#### [SUPPLIED DATA]
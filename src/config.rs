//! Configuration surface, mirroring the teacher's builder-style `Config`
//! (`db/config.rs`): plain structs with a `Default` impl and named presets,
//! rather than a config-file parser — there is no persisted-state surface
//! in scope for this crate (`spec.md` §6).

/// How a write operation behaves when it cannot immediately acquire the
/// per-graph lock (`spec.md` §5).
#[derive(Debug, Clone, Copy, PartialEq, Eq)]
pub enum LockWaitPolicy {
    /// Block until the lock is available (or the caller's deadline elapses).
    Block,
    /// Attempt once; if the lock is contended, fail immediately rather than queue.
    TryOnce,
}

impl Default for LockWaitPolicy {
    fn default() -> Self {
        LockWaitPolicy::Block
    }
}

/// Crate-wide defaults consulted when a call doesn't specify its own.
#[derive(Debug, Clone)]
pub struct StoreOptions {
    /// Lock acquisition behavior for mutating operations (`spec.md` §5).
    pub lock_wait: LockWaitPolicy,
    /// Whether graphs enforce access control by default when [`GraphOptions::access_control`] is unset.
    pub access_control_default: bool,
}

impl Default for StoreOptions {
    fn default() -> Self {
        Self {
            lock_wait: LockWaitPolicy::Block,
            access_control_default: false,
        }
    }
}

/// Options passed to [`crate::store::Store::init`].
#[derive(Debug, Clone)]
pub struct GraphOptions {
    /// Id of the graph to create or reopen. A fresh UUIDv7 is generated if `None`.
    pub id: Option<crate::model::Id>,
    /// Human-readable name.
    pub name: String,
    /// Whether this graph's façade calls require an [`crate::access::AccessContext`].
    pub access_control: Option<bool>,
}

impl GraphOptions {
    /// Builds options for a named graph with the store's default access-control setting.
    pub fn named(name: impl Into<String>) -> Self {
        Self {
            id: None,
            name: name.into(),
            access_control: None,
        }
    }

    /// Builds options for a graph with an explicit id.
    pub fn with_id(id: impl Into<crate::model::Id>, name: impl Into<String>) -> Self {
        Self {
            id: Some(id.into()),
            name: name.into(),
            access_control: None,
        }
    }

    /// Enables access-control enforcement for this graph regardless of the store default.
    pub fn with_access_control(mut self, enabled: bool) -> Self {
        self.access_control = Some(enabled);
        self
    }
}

#### [WORK INSTRUCTION]
In the answer, include exactly the lines from the line containing "the store default." through the end of the data, and nothing else.

#### [RESULT FOR THIS TASK]
    /// Enables access-control enforcement for this graph regardless of the store default.
    pub fn with_access_control(mut self, enabled: bool) -> Self {
        self.access_control = Some(enabled);
        self
    }
}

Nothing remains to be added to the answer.